» Task goal
Records follow. Select each line holding "docx".

[Stored data entries]
use std::collections::HashMap;
use std::sync::{Arc, Mutex, MutexGuard, PoisonError};

use crate::models::{CommitInfo, VersionToken, VersionedDocument};
use crate::objects::blob_sha;
use crate::repo::{ContentStore, StoreError};

/// In-memory ContentStore for tests and throwaway deployments.
///
/// Tokens are git blob ids of the stored bytes. The check and the swap happen
/// under one lock, so of several writers holding the same token exactly one
/// gets through.
#[derive(Clone, Debug, Default)]
pub struct MemoryStore {
    inner: Arc<Mutex<Inner>>,
}

#[derive(Debug, Default)]
struct Inner {
    documents: HashMap<String, Vec<u8>>,
    history: Vec<CommitInfo>,
}

impl MemoryStore {
    pub fn new() -> Self {
        Self::default()
    }

    fn lock(&self) -> MutexGuard<'_, Inner> {
        self.inner.lock().unwrap_or_else(PoisonError::into_inner)
    }

    /// Seed a document without recording a commit.
    pub fn insert(&self, path: &str, content: Vec<u8>) {
        self.lock().documents.insert(path.to_string(), content);
    }

    /// Raw bytes of a document, if present.
    pub fn get(&self, path: &str) -> Option<Vec<u8>> {
        self.lock().documents.get(path).cloned()
    }

    /// Every accepted commit/create, oldest first.
    pub fn history(&self) -> Vec<CommitInfo> {
        self.lock().history.clone()
    }
}

impl ContentStore for MemoryStore {
    async fn fetch(&self, path: &str) -> Result<VersionedDocument, StoreError> {
        let inner = self.lock();
        let content = inner
            .documents
            .get(path)
            .cloned()
            .ok_or_else(|| StoreError::NotFound {
                path: path.to_string(),
            })?;
        let version = blob_sha(&content).into();
        Ok(VersionedDocument { content, version })
    }

    async fn commit(
        &self,
        path: &str,
        content: Vec<u8>,
        expected: &VersionToken,
        message: &str,
    ) -> Result<VersionToken, StoreError> {
        let mut inner = self.lock();
        let current = inner
            .documents
            .get(path)
            .ok_or_else(|| StoreError::NotFound {
                path: path.to_string(),
            })?;
        if VersionToken::from(blob_sha(current)) != *expected {
            return Err(StoreError::Conflict {
                path: path.to_string(),
            });
        }

        let version: VersionToken = blob_sha(&content).into();
        inner.documents.insert(path.to_string(), content);
        inner.history.push(CommitInfo {
            path: path.to_string(),
            message: message.to_string(),
            version: version.clone(),
        });
        Ok(version)
    }

    async fn create(
        &self,
        path: &str,
        content: Vec<u8>,
        message: &str,
    ) -> Result<VersionToken, StoreError> {
        let mut inner = self.lock();
        if inner.documents.contains_key(path) {
            return Err(StoreError::AlreadyExists {
                path: path.to_string(),
            });
        }

        let version: VersionToken = blob_sha(&content).into();
        inner.documents.insert(path.to_string(), content);
        inner.history.push(CommitInfo {
            path: path.to_string(),
            message: message.to_string(),
            version: version.clone(),
        });
        Ok(version)
    }
}

#[cfg(test)]
mod tests {
    use super::*;

    #[tokio::test]
    async fn test_fetch_missing_is_not_found() {
        let store = MemoryStore::new();
        assert_eq!(
            store.fetch("a.docx").await.unwrap_err(),
            StoreError::NotFound {
                path: "a.docx".to_string()
            }
        );
    }

    #[tokio::test]
    async fn test_stale_token_is_rejected_and_first_writer_wins() {
        let store = MemoryStore::new();
        store.insert("a.txt", b"T0".to_vec());

        // Both writers read the same version.
        let a = store.fetch("a.txt").await.unwrap();
        let b = store.fetch("a.txt").await.unwrap();
        assert_eq!(a.version, b.version);

        let t1 = store
            .commit("a.txt", b"T0+A".to_vec(), &a.version, "writer a")
            .await
            .unwrap();
        let err = store
            .commit("a.txt", b"T0+B".to_vec(), &b.version, "writer b")
            .await
            .unwrap_err();

        assert_eq!(
            err,
            StoreError::Conflict {
                path: "a.txt".to_string()
            }
        );
        let now = store.fetch("a.txt").await.unwrap();
        assert_eq!(now.content, b"T0+A");
        assert_eq!(now.version, t1);
        assert_eq!(store.history().len(), 1);
    }

    #[tokio::test]
    async fn test_create_refuses_existing_path() {
        let store = MemoryStore::new();
        store.create("u.json", b"[]".to_vec(), "init").await.unwrap();
        let err = store
            .create("u.json", b"[]".to_vec(), "again")
            .await
            .unwrap_err();
        assert!(matches!(err, StoreError::AlreadyExists { .. }));
    }

    #[tokio::test]
    async fn test_commit_on_missing_path_is_not_found() {
        let store = MemoryStore::new();
        let err = store
            .commit("x", b"1".to_vec(), &VersionToken::new("t"), "m")
            .await
            .unwrap_err();
        assert!(matches!(err, StoreError::NotFound { .. }));
    }
}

» Answer
            store.fetch("a.docx").await.unwrap_err(),
                path: "a.docx".to_string()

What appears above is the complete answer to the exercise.